== Data provided ==

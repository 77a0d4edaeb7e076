//! Ledger and signer collaborators.
//!
//! The engine never talks to a network directly. It goes through a
//! [`LedgerClient`] for evaluation and batch composition, and through a
//! [`SignerProvider`] for the active identity and signed submission. Both are
//! injected at construction so the engine can run against the in-memory
//! [`SandboxLedger`] in tests and rehearsals.

use anyhow::Result;

use sequencer_types::{
    CallUnit, ExecutionHandle, SignerIdentity, SimulationOutcome, SubmitOptions,
    TransactionPayload,
};

use crate::batch_builder;

pub mod http;
pub mod sandbox;
pub mod signer;

pub use http::HttpLedgerClient;
pub use sandbox::{JournalEntry, JournalKind, SandboxLedger};
pub use signer::LocalSigner;

/// Remote ledger access.
#[async_trait::async_trait]
pub trait LedgerClient: Send + Sync {
    /// Short name for logs ("sandbox", an endpoint host, ...).
    fn network_name(&self) -> &str;

    /// Speculatively evaluate `payload` without committing state.
    async fn evaluate(
        &self,
        payload: &TransactionPayload,
        signer_public_key: &str,
    ) -> Result<SimulationOutcome>;

    /// Submit a signed payload. Returns once the ledger accepted it.
    async fn submit(
        &self,
        payload: &TransactionPayload,
        signer: &SignerIdentity,
        options: &SubmitOptions,
    ) -> Result<ExecutionHandle>;

    /// Build one composite payload from several calls, inserting the
    /// sender as the leading argument of each call.
    fn compose_batch(&self, units: &[CallUnit], sender: &SignerIdentity) -> Result<TransactionPayload> {
        batch_builder::compose_batch(units, &sender.address)
    }
}

/// Session that owns the active identity and signs submissions.
#[async_trait::async_trait]
pub trait SignerProvider: Send + Sync {
    fn active_identity(&self) -> Option<SignerIdentity>;

    /// Sign and submit `payload`. Fails when no identity is active.
    async fn sign_and_submit(
        &self,
        payload: &TransactionPayload,
        options: &SubmitOptions,
    ) -> Result<ExecutionHandle>;
}
use anyhow::{anyhow, Result};
use parking_lot::RwLock;
use std::sync::Arc;

use sequencer_types::{ExecutionHandle, SignerIdentity, SubmitOptions, TransactionPayload};

use super::{LedgerClient, SignerProvider};

/// Signer session backed by a locally held identity.
///
/// The identity can be swapped or cleared at runtime, which is how a
/// disconnected wallet is modelled.
pub struct LocalSigner {
    identity: RwLock<Option<SignerIdentity>>,
    ledger: Arc<dyn LedgerClient>,
}

impl LocalSigner {
    pub fn new(identity: SignerIdentity, ledger: Arc<dyn LedgerClient>) -> Self {
        Self {
            identity: RwLock::new(Some(identity)),
            ledger,
        }
    }

    /// A session with no active identity.
    pub fn disconnected(ledger: Arc<dyn LedgerClient>) -> Self {
        Self {
            identity: RwLock::new(None),
            ledger,
        }
    }

    pub fn connect(&self, identity: SignerIdentity) {
        *self.identity.write() = Some(identity);
    }

    pub fn disconnect(&self) {
        *self.identity.write() = None;
    }
}

#[async_trait::async_trait]
impl SignerProvider for LocalSigner {
    fn active_identity(&self) -> Option<SignerIdentity> {
        self.identity.read().clone()
    }

    async fn sign_and_submit(
        &self,
        payload: &TransactionPayload,
        options: &SubmitOptions,
    ) -> Result<ExecutionHandle> {
        let identity = self
            .active_identity()
            .ok_or_else(|| anyhow!("no active signer identity"))?;
        self.ledger.submit(payload, &identity, options).await
    }
}
impl EngineHandle {
    /// (Re)initialize the engine with a new sequence. Refused while a call is
    /// in flight; any pending decision or scheduled trigger of the previous
    /// sequence is discarded.
    pub async fn configure(
        &self,
        steps: Vec<StepDefinition>,
        mode: ExecutionMode,
        auto_execute: bool,
    ) -> Result<(), EngineError> {
        self.request(|reply| Command::Configure {
            steps,
            mode,
            auto_execute,
            reply,
        })
        .await
        .unwrap_or_else(|| Err(EngineError::configuration("the engine has stopped")))
    }

    /// Simulate the current unit. Ignored unless the engine is idle.
    pub async fn trigger_simulate(&self) -> Ack {
        self.ack(|reply| Command::Simulate { reply }).await
    }

    /// Execute the pending unit. A rejected simulation is not executed; see
    /// [`EngineHandle::force_confirm`].
    pub async fn confirm(&self) -> Ack {
        self.ack(|reply| Command::Confirm { force: false, reply })
            .await
    }

    /// Execute the pending unit even though its simulation was rejected.
    pub async fn force_confirm(&self) -> Ack {
        self.ack(|reply| Command::Confirm { force: true, reply })
            .await
    }

    /// Discard the pending outcome without executing.
    pub async fn cancel(&self) -> Ack {
        self.ack(|reply| Command::Cancel { reply }).await
    }

    pub async fn set_mode(&self, mode: ExecutionMode) -> Result<(), EngineError> {
        self.request(|reply| Command::SetMode { mode, reply })
            .await
            .unwrap_or_else(|| Err(EngineError::configuration("the engine has stopped")))
    }

    /// Toggle auto-execute. Disabling it also drops a scheduled trigger.
    pub async fn set_auto_execute(&self, enabled: bool) -> Ack {
        self.ack(|reply| Command::SetAutoExecute { enabled, reply })
            .await
    }

    pub fn snapshot(&self) -> EngineSnapshot {
        self.snapshots.borrow().clone()
    }

    pub fn current_phase(&self) -> Phase {
        self.snapshots.borrow().phase
    }

    pub fn current_unit_index(&self) -> usize {
        self.snapshots.borrow().current_unit_index()
    }

    pub fn pending_outcome(&self) -> Option<SimulationOutcome> {
        self.snapshots.borrow().pending_outcome.clone()
    }

    /// Receiver of every published snapshot.
    pub fn watch(&self) -> watch::Receiver<EngineSnapshot> {
        self.snapshots.clone()
    }

    pub fn subscribe(&self) -> broadcast::Receiver<EngineEvent> {
        self.events.subscribe()
    }

    /// Wait for the first snapshot satisfying `predicate`. Returns the last
    /// snapshot if the engine stops first.
    pub async fn wait_until<F>(&self, mut predicate: F) -> EngineSnapshot
    where
        F: FnMut(&EngineSnapshot) -> bool,
    {
        let mut receiver = self.snapshots.clone();
        let result = receiver
            .wait_for(|snapshot| predicate(snapshot))
            .await
            .map(|snapshot| (*snapshot).clone());
        match result {
            Ok(snapshot) => snapshot,
            Err(_) => receiver.borrow().clone(),
        }
    }

    /// Stop the engine task. In-flight calls still run to completion but
    /// their results are discarded.
    pub async fn shutdown(&self) {
        let _ = self.commands.send(Command::Shutdown).await;
    }

    pub fn is_stopped(&self) -> bool {
        self.commands.is_closed()
    }

    async fn request<T>(&self, build: impl FnOnce(oneshot::Sender<T>) -> Command) -> Option<T> {
        let (reply, response) = oneshot::channel();
        self.commands.send(build(reply)).await.ok()?;
        response.await.ok()
    }

    async fn ack(&self, build: impl FnOnce(oneshot::Sender<Ack>) -> Command) -> Ack {
        self.request(build)
            .await
            .unwrap_or(Ack::Ignored(IgnoredReason::Stopped))
    }
}

/// Owner of the engine state; lives inside the spawned task.
pub struct OrchestrationEngine {
    config: EngineConfig,
    simulation: SimulationGateway,
    execution: ExecutionGateway,
    state: Option<EngineState>,
    generation: u64,
    auto_epoch: u64,
    trigger_scheduled: bool,
    unit_started: Option<Instant>,
    completions: mpsc::UnboundedSender<Completion>,
    snapshots: watch::Sender<EngineSnapshot>,
    events: broadcast::Sender<EngineEvent>,
}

===

**Exercise directions:**
Would you filter the records and copy each line that contains the word "SignerProvider"?

**Finished task:**
//! [`SignerProvider`] for the active identity and signed submission. Both are
pub trait SignerProvider: Send + Sync {
use super::{LedgerClient, SignerProvider};
impl SignerProvider for LocalSigner {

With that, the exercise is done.